- What you will do: From the entries below, copy every line where the string "main" appears.

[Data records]
—————
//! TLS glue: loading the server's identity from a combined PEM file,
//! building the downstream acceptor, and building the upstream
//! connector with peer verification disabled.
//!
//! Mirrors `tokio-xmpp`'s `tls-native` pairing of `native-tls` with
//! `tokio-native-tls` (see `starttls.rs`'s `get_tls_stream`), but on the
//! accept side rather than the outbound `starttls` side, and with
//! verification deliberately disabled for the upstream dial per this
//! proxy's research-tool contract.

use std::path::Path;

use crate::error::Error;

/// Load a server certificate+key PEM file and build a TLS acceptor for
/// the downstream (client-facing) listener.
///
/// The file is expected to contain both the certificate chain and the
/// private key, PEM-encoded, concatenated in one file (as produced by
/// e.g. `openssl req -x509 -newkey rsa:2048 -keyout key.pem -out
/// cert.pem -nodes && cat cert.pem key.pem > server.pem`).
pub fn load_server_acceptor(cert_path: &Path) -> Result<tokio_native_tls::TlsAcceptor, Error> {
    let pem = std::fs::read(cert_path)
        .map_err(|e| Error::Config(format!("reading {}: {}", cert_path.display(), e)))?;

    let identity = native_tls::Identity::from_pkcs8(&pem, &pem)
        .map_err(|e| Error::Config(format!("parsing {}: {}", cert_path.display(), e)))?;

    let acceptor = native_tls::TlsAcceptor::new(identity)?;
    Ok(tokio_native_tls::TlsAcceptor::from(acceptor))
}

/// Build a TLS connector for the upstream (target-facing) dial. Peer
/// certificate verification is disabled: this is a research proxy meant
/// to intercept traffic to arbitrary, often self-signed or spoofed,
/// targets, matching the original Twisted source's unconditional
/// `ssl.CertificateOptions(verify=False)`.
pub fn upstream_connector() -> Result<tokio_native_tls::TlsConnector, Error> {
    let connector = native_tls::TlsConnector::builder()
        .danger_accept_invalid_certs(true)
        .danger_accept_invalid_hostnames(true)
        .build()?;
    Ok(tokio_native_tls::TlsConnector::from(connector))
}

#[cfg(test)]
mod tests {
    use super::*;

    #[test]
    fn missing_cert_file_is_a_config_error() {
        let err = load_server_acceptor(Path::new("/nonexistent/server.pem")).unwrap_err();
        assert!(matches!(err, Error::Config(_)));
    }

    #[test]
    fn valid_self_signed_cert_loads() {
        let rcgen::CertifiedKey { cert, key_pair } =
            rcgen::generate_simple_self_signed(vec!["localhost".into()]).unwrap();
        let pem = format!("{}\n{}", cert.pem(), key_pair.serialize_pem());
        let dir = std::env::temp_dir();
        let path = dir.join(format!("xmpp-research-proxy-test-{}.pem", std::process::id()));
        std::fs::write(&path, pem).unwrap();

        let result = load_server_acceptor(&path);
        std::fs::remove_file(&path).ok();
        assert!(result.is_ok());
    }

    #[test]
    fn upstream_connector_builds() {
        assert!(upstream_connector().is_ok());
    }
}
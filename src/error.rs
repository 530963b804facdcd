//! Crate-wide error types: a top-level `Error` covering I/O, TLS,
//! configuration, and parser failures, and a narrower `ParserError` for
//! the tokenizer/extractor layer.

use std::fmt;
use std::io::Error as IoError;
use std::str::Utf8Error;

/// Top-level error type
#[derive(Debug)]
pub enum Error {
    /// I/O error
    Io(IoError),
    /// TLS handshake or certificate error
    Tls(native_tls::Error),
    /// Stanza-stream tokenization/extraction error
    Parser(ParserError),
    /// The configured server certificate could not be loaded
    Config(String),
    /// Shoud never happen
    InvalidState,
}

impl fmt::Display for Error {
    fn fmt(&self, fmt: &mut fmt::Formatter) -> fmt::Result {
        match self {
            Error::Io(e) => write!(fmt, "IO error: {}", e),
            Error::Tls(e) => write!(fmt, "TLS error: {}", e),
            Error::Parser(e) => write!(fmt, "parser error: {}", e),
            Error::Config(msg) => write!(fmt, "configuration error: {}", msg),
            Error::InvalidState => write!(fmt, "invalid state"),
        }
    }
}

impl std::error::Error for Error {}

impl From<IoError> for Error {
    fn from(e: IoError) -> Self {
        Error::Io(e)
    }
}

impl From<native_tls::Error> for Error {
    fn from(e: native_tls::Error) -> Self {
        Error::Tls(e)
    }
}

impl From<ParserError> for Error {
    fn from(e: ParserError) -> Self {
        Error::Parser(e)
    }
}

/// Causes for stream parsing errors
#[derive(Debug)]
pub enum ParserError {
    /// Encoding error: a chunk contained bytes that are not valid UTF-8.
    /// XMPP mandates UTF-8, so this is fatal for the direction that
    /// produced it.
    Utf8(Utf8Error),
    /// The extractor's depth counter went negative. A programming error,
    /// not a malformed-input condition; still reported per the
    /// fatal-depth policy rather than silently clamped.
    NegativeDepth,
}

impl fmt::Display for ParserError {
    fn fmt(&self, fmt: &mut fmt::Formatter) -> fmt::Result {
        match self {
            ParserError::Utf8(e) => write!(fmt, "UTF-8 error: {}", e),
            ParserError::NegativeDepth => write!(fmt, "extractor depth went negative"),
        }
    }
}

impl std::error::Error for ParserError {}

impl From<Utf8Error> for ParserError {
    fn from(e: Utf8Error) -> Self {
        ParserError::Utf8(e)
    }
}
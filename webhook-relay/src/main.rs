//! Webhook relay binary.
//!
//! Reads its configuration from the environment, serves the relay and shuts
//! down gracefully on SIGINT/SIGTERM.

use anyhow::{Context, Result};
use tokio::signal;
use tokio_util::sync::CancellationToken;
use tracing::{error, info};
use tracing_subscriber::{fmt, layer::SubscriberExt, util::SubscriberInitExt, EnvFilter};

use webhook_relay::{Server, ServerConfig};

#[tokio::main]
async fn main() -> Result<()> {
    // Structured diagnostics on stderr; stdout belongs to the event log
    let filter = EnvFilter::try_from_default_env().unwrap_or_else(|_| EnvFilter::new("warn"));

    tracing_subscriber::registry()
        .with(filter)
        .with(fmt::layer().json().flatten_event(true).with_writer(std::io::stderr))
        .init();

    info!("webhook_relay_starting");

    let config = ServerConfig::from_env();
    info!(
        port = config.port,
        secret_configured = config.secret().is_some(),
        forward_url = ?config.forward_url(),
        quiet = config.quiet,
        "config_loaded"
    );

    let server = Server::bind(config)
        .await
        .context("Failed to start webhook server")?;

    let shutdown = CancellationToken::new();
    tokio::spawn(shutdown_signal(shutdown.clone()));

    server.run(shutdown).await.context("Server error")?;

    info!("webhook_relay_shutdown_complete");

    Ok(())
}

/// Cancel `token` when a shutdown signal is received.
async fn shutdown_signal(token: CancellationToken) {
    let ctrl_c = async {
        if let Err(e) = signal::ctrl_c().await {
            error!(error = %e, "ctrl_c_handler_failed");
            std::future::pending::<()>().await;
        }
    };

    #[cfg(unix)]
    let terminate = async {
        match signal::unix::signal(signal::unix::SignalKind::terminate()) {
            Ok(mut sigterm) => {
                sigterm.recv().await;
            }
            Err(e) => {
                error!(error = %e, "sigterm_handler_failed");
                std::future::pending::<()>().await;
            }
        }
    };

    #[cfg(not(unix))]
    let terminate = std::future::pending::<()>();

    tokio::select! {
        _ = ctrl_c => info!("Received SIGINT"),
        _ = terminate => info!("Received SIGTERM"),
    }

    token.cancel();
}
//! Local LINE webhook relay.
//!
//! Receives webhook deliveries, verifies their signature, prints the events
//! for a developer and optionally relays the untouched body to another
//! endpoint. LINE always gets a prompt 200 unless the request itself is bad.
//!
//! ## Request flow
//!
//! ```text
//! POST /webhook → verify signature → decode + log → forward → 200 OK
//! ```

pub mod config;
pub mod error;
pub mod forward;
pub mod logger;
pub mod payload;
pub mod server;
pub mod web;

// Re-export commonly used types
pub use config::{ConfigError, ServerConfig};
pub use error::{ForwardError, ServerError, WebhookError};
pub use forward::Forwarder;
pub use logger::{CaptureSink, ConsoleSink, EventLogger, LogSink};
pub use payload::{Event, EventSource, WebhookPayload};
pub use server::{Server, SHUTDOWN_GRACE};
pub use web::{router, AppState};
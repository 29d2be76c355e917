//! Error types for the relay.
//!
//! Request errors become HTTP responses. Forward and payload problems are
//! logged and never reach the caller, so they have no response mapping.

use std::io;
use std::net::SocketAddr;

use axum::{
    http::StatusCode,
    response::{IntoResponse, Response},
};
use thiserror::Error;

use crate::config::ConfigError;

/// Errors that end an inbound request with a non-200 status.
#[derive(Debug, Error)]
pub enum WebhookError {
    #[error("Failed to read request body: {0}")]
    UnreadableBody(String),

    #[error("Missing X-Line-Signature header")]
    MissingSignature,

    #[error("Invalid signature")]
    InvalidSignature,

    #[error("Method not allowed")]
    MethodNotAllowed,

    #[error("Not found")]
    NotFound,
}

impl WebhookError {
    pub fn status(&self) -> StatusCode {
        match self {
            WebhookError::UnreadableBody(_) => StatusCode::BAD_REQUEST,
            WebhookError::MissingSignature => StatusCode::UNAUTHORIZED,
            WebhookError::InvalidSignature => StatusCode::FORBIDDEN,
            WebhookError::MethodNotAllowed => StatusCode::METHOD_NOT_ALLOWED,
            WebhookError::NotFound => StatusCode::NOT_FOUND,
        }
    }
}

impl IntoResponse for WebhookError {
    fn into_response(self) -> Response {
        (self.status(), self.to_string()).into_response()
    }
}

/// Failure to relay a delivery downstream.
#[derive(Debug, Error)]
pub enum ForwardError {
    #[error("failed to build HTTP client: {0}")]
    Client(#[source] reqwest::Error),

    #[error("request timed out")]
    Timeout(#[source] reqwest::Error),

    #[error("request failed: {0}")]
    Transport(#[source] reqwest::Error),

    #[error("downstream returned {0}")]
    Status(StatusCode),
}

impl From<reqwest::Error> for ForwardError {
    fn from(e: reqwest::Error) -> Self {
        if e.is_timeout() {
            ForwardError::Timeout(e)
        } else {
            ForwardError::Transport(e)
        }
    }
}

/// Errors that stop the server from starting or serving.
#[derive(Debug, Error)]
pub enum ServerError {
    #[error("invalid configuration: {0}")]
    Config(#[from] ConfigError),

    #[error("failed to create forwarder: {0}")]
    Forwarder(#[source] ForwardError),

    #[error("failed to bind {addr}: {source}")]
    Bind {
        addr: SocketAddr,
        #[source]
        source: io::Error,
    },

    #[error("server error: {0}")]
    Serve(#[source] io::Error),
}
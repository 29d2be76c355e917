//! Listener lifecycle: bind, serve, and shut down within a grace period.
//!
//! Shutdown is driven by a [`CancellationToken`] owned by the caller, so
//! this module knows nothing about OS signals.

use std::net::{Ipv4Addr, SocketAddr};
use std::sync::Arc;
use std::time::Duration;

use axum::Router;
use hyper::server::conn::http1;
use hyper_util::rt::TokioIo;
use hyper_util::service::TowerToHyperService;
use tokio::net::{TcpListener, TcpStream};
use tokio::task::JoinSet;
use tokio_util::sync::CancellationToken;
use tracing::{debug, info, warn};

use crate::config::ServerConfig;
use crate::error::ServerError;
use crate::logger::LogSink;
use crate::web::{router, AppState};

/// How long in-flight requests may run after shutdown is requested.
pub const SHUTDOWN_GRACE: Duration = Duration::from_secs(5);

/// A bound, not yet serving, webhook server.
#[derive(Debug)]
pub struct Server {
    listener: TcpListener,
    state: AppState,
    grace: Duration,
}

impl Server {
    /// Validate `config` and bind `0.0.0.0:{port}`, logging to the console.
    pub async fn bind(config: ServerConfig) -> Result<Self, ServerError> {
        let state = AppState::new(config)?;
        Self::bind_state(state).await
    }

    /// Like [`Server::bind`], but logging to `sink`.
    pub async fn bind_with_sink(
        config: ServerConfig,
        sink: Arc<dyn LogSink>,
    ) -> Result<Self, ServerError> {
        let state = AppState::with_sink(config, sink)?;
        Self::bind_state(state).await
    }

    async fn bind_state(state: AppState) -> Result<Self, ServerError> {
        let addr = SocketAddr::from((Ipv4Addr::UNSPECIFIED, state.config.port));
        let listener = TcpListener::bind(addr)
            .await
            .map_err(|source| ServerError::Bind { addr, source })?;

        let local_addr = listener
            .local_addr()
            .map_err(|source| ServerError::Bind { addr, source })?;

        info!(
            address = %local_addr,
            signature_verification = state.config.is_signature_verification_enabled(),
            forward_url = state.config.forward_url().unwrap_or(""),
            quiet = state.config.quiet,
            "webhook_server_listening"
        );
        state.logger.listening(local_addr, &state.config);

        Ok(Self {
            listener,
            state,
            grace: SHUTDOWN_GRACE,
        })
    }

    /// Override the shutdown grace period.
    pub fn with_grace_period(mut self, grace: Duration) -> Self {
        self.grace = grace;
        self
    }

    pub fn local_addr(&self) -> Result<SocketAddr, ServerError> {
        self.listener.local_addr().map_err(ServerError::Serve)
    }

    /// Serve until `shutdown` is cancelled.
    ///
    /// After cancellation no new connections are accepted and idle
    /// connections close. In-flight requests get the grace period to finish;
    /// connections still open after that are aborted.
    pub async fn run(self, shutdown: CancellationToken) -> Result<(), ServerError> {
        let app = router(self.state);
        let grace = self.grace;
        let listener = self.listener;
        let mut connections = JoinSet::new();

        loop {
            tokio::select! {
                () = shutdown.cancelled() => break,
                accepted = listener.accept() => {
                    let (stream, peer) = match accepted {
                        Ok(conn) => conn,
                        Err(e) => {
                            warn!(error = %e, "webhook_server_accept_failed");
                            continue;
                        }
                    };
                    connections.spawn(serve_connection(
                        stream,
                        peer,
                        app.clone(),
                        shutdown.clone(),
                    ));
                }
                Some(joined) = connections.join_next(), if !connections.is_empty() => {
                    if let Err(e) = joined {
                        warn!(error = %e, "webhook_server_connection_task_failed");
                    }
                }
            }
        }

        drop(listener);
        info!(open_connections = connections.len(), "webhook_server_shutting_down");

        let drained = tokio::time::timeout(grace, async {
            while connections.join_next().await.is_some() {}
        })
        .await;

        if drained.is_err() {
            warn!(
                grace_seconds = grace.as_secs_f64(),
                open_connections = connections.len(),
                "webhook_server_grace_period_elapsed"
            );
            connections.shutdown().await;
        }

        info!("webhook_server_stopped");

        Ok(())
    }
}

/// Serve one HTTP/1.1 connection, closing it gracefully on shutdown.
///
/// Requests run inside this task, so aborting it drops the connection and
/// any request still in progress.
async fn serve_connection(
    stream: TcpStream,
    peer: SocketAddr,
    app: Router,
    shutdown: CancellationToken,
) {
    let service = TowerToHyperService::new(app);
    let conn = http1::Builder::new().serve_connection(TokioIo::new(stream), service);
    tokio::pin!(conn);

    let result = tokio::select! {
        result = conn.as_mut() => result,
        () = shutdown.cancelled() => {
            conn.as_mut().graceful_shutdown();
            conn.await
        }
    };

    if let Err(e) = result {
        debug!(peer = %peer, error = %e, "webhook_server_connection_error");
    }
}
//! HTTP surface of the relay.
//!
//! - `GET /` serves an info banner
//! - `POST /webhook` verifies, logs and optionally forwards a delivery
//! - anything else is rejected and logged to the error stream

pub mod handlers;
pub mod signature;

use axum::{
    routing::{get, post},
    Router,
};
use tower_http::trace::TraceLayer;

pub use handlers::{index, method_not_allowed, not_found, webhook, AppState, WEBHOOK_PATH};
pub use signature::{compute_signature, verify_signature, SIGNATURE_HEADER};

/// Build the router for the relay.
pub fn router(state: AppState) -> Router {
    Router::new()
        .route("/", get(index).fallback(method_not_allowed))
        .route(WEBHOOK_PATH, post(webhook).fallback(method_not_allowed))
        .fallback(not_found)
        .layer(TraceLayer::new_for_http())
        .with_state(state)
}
—————
- Exercise output:
filename webhook-relay/src/main.rs
#[tokio::main]
async fn main() -> Result<()> {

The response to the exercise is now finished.